In the middle ages, people were scared. They had good reason to be scared. Wolves in the forest. Plague in the village. Roving bands of soldiers, and ex-soldiers, living off the land, and farm, and village. Pilgrimages became popular. Get out of town for a while. Get out of the oppressive oversight of your neighbors. It was all to show your devotion and faith.
Virtue is a good cover for economic uncertainty. Worried about the value of your house or the stability of your job? Shocked by $100 a barrel oil and its effects on all energy prices? You cut back. But no one wants to acknowledge they are cutting back. So you can go green, instead. Turn down the thermostat because you want to reduce your carbon footprint. That’s the ticket. I’m not worried. I’m virtuous.
Those who feel guilty about how well off they are can play, too. They can buy indulgences, errrr, carbon credits. Virtue by proxy. Western society is more committed to indulgences than any time since Martin Luther stirred things up in Wittenberg.
This sustainability is as shallow and short-lived as the arguments on a late night sports BLOG. The problem is, when times are good, when the uncertainties are gone, this kind of virtue evaporates. That thermostat will creep back up. That cold shower after the power company turned off the water heater in the afternoon becomes unacceptable.
We have seen this before, following the energy shocks of the 70s. We have worn cardigans to demonstrate virtue. We have seen home-made solar thermal collection installed in house after house. Some house and factories even installed the more expensive photovoltaics. You can see them now in some neighborhoods, rusting on the roof, taken off the window and stacked at the edge of the yard, unmaintained and unused.
The last wave of sustainability faded away because it made economy tolerable, but failed to make life better. Faced with that cusp, we will always go back to a better life, when we can. The challenge, then, is not to make buildings more efficient – we know how to do that.
The challenge is to make buildings that tenants like better, that happen to be more efficient. This keeps the homeowner committed. This lets the commercial owner recapture his investment on resale. We do this by making the building more responsive to the owner. We do this by talking about tenant benefits and not about cost avoidance and efficiency.
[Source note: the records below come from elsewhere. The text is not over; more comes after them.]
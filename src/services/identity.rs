// SPDX-License-Identifier: MIT
// Copyright 2026 Roland Dreier <roland@rolandd.dev>

//! Identity provider management API client.
//!
//! Handles:
//! - Client-credentials token exchange
//! - User lookup by email, user creation and deletion
//! - One refresh-and-retry when the provider reports `TOKEN_INVALID`

use crate::config::Config;
use crate::error::AppError;
use crate::services::access_token::AccessTokenHolder;
use async_trait::async_trait;
use serde::{de::DeserializeOwned, Deserialize, Serialize};

/// Identity provider operations used by account provisioning and deletion.
#[async_trait]
pub trait IdentityProvider: Send + Sync {
    /// Look up provider records by email.
    async fn get_users(&self, email: &str) -> Result<ProviderUsers, AppError>;

    /// Register a provider record for `email`.
    async fn create_user(&self, email: &str) -> Result<CreatedProviderUser, AppError>;

    /// Remove the provider record with the given provider-assigned id.
    async fn delete_user(&self, provider_id: &str) -> Result<(), AppError>;
}

/// User list payload from `GET /api/v1/users`.
#[derive(Debug, Clone, Default, Deserialize, Serialize)]
pub struct ProviderUsers {
    /// Absent when nothing matched.
    #[serde(default)]
    pub users: Option<Vec<ProviderUser>>,
}

impl ProviderUsers {
    /// The first matching record, if any.
    pub fn first(&self) -> Option<&ProviderUser> {
        self.users.as_ref().and_then(|u| u.first())
    }
}

#[derive(Debug, Clone, Deserialize, Serialize)]
pub struct ProviderUser {
    pub id: String,
    #[serde(default)]
    pub email: Option<String>,
}

/// Response from `POST /api/v1/user`.
#[derive(Debug, Clone, Deserialize, Serialize)]
pub struct CreatedProviderUser {
    pub id: String,
    #[serde(default)]
    pub created: bool,
}

#[derive(Deserialize)]
struct TokenResponse {
    access_token: String,
}

/// Error payload: `{"errors": [{"code": "...", "message": "..."}]}`.
#[derive(Deserialize)]
struct ErrorBody {
    #[serde(default)]
    errors: Vec<ErrorEntry>,
}

#[derive(Deserialize)]
struct ErrorEntry {
    #[serde(default)]
    code: String,
}

/// Whether an error body reports the bearer token as invalid.
pub(crate) fn is_token_invalid(body: &str) -> bool {
    serde_json::from_str::<ErrorBody>(body)
        .map(|b| b.errors.iter().any(|e| e.code == AppError::TOKEN_INVALID))
        .unwrap_or(false)
}

/// HTTP client for the identity provider's management API.
pub struct IdentityClient {
    http: reqwest::Client,
    domain: String,
    client_id: String,
    client_secret: String,
    tokens: AccessTokenHolder,
}

impl IdentityClient {
    pub fn new(config: &Config) -> Result<Self, AppError> {
        let http = reqwest::Client::builder()
            .timeout(config.upstream_timeout)
            .build()
            .map_err(|e| AppError::Internal(anyhow::anyhow!("HTTP client build failed: {}", e)))?;

        Ok(Self {
            http,
            domain: config.idp_domain.clone(),
            client_id: config.idp_client_id.clone(),
            client_secret: config.idp_client_secret.clone(),
            tokens: AccessTokenHolder::new(config.idp_access_token.clone()),
        })
    }

    /// Exchange client credentials for a management API token.
    pub async fn get_access_token(&self) -> Result<String, AppError> {
        let audience = format!("{}/api", self.domain);
        let response = self
            .http
            .post(format!("{}/oauth2/token", self.domain))
            .form(&[
                ("grant_type", "client_credentials"),
                ("client_id", self.client_id.as_str()),
                ("client_secret", self.client_secret.as_str()),
                ("audience", audience.as_str()),
            ])
            .send()
            .await
            .map_err(|e| AppError::IdentityProvider(format!("Token request failed: {}", e)))?;

        if !response.status().is_success() {
            let status = response.status();
            let body = response.text().await.unwrap_or_default();
            tracing::error!(status = %status, body = %body, "Identity provider token exchange failed");
            return Err(AppError::IdentityProvider(format!(
                "Token exchange failed with status {}",
                status
            )));
        }

        let token: TokenResponse = response.json().await.map_err(|e| {
            AppError::IdentityProvider(format!("Failed to parse token response: {}", e))
        })?;
        Ok(token.access_token)
    }

    /// Send an authorized request, refreshing the token and retrying exactly
    /// once if the provider reports it invalid.
    async fn send_authorized<F>(&self, build: F) -> Result<reqwest::Response, AppError>
    where
        F: Fn(&str) -> reqwest::RequestBuilder,
    {
        let token = self
            .tokens
            .get_or_fetch(|| self.get_access_token())
            .await?;

        let response = build(&token)
            .send()
            .await
            .map_err(|e| AppError::IdentityProvider(e.to_string()))?;

        if response.status().is_success() {
            return Ok(response);
        }

        let status = response.status();
        let body = response.text().await.unwrap_or_default();
        if !is_token_invalid(&body) {
            return Err(AppError::IdentityProvider(format!("HTTP {}: {}", status, body)));
        }

        tracing::info!("Identity provider rejected access token, refreshing and retrying");
        let fresh = self
            .tokens
            .refresh_after(Some(token.as_str()), || self.get_access_token())
            .await?;

        let retry = build(&fresh)
            .send()
            .await
            .map_err(|e| AppError::IdentityProvider(e.to_string()))?;

        if retry.status().is_success() {
            return Ok(retry);
        }

        let status = retry.status();
        let body = retry.text().await.unwrap_or_default();
        Err(AppError::IdentityProvider(format!(
            "HTTP {} after token refresh: {}",
            status, body
        )))
    }

    async fn parse_json<T: DeserializeOwned>(response: reqwest::Response) -> Result<T, AppError> {
        response
            .json()
            .await
            .map_err(|e| AppError::IdentityProvider(format!("JSON parse error: {}", e)))
    }
}

#[async_trait]
impl IdentityProvider for IdentityClient {
    async fn get_users(&self, email: &str) -> Result<ProviderUsers, AppError> {
        let url = format!("{}/api/v1/users", self.domain);
        let response = self
            .send_authorized(|token| {
                self.http
                    .get(&url)
                    .bearer_auth(token)
                    .header(reqwest::header::ACCEPT, "application/json")
                    .query(&[("email", email)])
            })
            .await?;

        Self::parse_json(response).await
    }

    async fn create_user(&self, email: &str) -> Result<CreatedProviderUser, AppError> {
        let url = format!("{}/api/v1/user", self.domain);
        let body = serde_json::json!({
            "identities": [
                { "type": "email", "details": { "email": email } }
            ]
        });

        let response = self
            .send_authorized(|token| {
                self.http
                    .post(&url)
                    .bearer_auth(token)
                    .header(reqwest::header::ACCEPT, "application/json")
                    .json(&body)
            })
            .await?;

        let created: CreatedProviderUser = Self::parse_json(response).await?;
        tracing::info!(provider_id = %created.id, "Identity provider user created");
        Ok(created)
    }

    async fn delete_user(&self, provider_id: &str) -> Result<(), AppError> {
        let url = format!("{}/api/v1/user", self.domain);
        self.send_authorized(|token| {
            self.http
                .delete(&url)
                .bearer_auth(token)
                .header(reqwest::header::ACCEPT, "application/json")
                .query(&[("id", provider_id)])
        })
        .await?;

        tracing::info!(provider_id, "Identity provider user deleted");
        Ok(())
    }
}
A responsive building saves money by responding to the tenant, with enough intelligence to know when to buy on the energy markets. An intelligent building will reward the tenant with rebates and cold cash, not with imagined cost avoidance. A responsible building will provide greater reliability to the tenant by implementing Galvin’s Perfect Power principles. A responsible building will request maintenance when it needs it, reducing the thing the owner and tenant have to worry about.
And if all of these benefits just happen to be more sustainable, then the owners and tenants will keep on using them when the crisis is over.
Today’s concerns and fears are an opportunity. They give us an opening to discuss what we know how to do. If use this opportunity to re-create the un-responsive siloed applications of the 70’s, well shame on all of us who know we can do better.